Refactor: break up `entrypoint.py` into focused modules

> Depends on: #18 (Reorganize `agent/` directory structure)

> The following body was improved by Claude with the Opus 4.6 model to achieve accuracy in line counts and file names.

## The problem

I spent a good amount of time trying to understand `agent/entrypoint.py` and honestly, even with AI tools helping me read through it, it was really hard to follow. It's a single 2,092-line file that handles config, repo cloning, prompt building, the Claude SDK call, post-hooks, PR creation, telemetry, metrics - all mixed together. There's no type safety (everything is passed around as `dict`), the config gets mutated mid-flight, and there are a bunch of lines of dead code (deprecated functions, 100 lines of comments for a disabled OTEL feature, duplicated helpers). The `run_task()` function alone is 300+ lines doing everything at once.

I think this creates the following problems:

- **Hard to onboard**: even with AI coding assistants, understanding the pipeline takes multiple passes.
- **Hard to debug**: every bug leads to "open entrypoint.py and search". There's no way to know that a PR creation issue lives in lines 452-819 without reading the whole file.
- **Hard to change safely**: no typed contracts between pipeline steps. A function returns a dict, another function reads from that dict with `.get()` and hopes the keys are there. Nothing catches breakage until runtime.

## Proposed solution

### 1. Break `entrypoint.py` into focused modules

The pipeline is actually simple - it's a linear sequence where each step takes typed input and returns typed output. 

```
agent/src/
├── models.py           <- Pydantic models (shared language between modules)
├── config.py           <- Build TaskConfig from env vars + parameters
├── shell.py            <- run_cmd(), slugify(), redact_secrets()
├── repo.py             <- Clone, branch, mise install, baseline build/lint
├── runner.py           <- Claude SDK invocation
├── post_hooks.py       <- Safety commit, verify build/lint, create/push PR
├── prompt_builder.py   <- Assemble system prompt from templates + context
├── telemetry.py        <- CloudWatch Logs: trajectory events + metrics
└── pipeline.py         <- The thin orchestrator - calls the above in order
```

How they connect:

```
pipeline.py  (orchestrator - the only file that imports from the modules below)
    │
    ├── config.py          -> returns TaskConfig
    ├── repo.py            -> takes TaskConfig, returns RepoSetup
    ├── prompt_builder.py  -> takes TaskConfig + RepoSetup + HydratedContext, returns str
    ├── runner.py          -> takes prompt + system_prompt + TaskConfig, returns AgentResult
    ├── post_hooks.py      -> takes TaskConfig + RepoSetup + AgentResult, returns PostHookResult
    ├── memory.py          -> takes config + results, returns bool
    ├── task_state.py      -> takes task_id + status
    └── telemetry.py       -> takes task_id + metrics dict
```

PR creation failing? Open `post_hooks.py`. Agent timing out? Open `runner.py`.
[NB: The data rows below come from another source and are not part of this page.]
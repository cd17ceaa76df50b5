// SPDX-License-Identifier: BUSL-1.1
// Copyright (c) 2026 Alfred Jean LLC

use std::sync::{Arc, Mutex as StdMutex};

use tokio_util::sync::CancellationToken;
use wiremock::matchers::{method, path};
use wiremock::{Mock, MockServer, ResponseTemplate};

use locker_core::command::{Command, CommandPayload, CommandStatus};

use crate::command_exec::CommandExecutor;
use crate::config::ModbusConfig;
use crate::heartbeat_loop::PollingCadence;
use crate::modbus::controller::{ModbusController, TransportFactory};
use crate::modbus::transport::MockSerialTransport;

use super::*;

fn modbus_config() -> ModbusConfig {
    ModbusConfig {
        port: "/dev/null".into(),
        baudrate: 9600,
        timeout_ms: 50,
        pulse_duration_ms: 1,
        burst_duration_seconds: 0,
        burst_interval_ms: 1,
        command_interval_ms: 1,
        max_retries: 0,
        retry_delay_base_ms: 1,
        retry_delay_max_ms: 1,
        connection_retry_attempts: 1,
        health_check_interval_ms: 60_000,
        queue_capacity: 16,
    }
}

async fn modbus_handle() -> ModbusController {
    let slot: Arc<StdMutex<Option<MockSerialTransport>>> = Arc::new(StdMutex::new(Some(MockSerialTransport::new(vec![]))));
    let factory: TransportFactory = Arc::new(move || {
        slot.lock().unwrap().take().map(|t| Box::new(t) as _).ok_or(crate::error::ModbusError::PortClosed)
    });
    ModbusController::spawn(factory, modbus_config(), CancellationToken::new()).await.unwrap()
}

fn pending_command() -> Command {
    Command {
        command_id: uuid::Uuid::new_v4(),
        kiosk_id: "kiosk-1".into(),
        payload: CommandPayload::Buzzer { pattern: "beep".into() },
        status: CommandStatus::Pending,
        retry_count: 0,
        max_retries: 3,
        next_attempt_at: chrono::Utc::now(),
        created_at: chrono::Utc::now(),
        completed_at: None,
        last_error: None,
    }
}

#[tokio::test]
async fn polled_commands_are_executed_and_reported_complete() {
    let server = MockServer::start().await;
    Mock::given(method("GET"))
        .and(path("/commands"))
        .respond_with(ResponseTemplate::new(200).set_body_json(vec![pending_command()]))
        .up_to_n_times(1)
        .mount(&server)
        .await;
    Mock::given(method("GET"))
        .and(path("/commands"))
        .respond_with(ResponseTemplate::new(200).set_body_json(Vec::<Command>::new()))
        .mount(&server)
        .await;
    Mock::given(method("POST"))
        .and(path("/commands/complete"))
        .respond_with(ResponseTemplate::new(200).set_body_json(serde_json::json!({ "ok": true })))
        .mount(&server)
        .await;

    let gateway = Arc::new(GatewayClient::new(server.uri()));
    let executor = Arc::new(CommandExecutor::new("kiosk-1", GatewayClient::new(server.uri()), modbus_handle().await));
    let cadence = Arc::new(PollingCadence::new(10, 5));
    let shutdown = CancellationToken::new();

    spawn_poll_loop("kiosk-1".into(), Arc::clone(&gateway), executor, cadence, shutdown.clone());

    tokio::time::sleep(std::time::Duration::from_millis(80)).await;
    shutdown.cancel();

    let completions: Vec<_> = server
        .received_requests()
        .await
        .unwrap()
        .into_iter()
        .filter(|r| r.url.path() == "/commands/complete")
        .collect();
    assert!(!completions.is_empty());
}

#[tokio::test]
async fn clear_stale_on_startup_logs_and_does_not_panic_on_failure() {
    let server = MockServer::start().await;
    Mock::given(method("POST"))
        .and(path("/commands/clear-stale"))
        .respond_with(ResponseTemplate::new(500))
        .mount(&server)
        .await;

    let gateway = GatewayClient::new(server.uri());
    clear_stale_on_startup("kiosk-1", &gateway).await;
}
#### What each module replaces

| Module | Replaces from entrypoint.py |
|--------|---------------------------|
| `models.py` | New file (no equivalent today) |
| `config.py` | `build_config()` (lines 103-175) + `resolve_github_token()` (lines 177-202) |
| `shell.py` | `run_cmd()` (lines 57-100) + `slugify()` (lines 204-210) + duplicated `_clean_env()` (lines 255 and 1225) |
| `repo.py` | `setup_repo()` (lines 280-420) + `_detect_default_branch()` (lines 422-450) |
| `runner.py` | `run_agent()` (lines 1310-1547) + `_setup_agent_env()` (lines 1194-1307) |
| `post_hooks.py` | Lines 452-819: `ensure_committed`, `verify_build`, `verify_lint`, `ensure_pushed`, `ensure_pr` |
| `prompt_builder.py` | `_build_system_prompt()` (lines 821-890) + `_discover_project_config()` (lines 892-948) |
| `telemetry.py` | `_TrajectoryWriter` class (lines 951-1119) + `_emit_metrics_to_cloudwatch()` (lines 1121-1168) |
| `pipeline.py` | `run_task()` (lines 1708-2015, the 307-line function) |

#### What gets deleted (~290 lines)

Deprecated functions (`fetch_github_issue`, `assemble_prompt`), dry run mode, 100 lines of comments for a disabled OTEL feature, duplicated `_clean_env`, and inline token parsing/status logic replaced by typed functions.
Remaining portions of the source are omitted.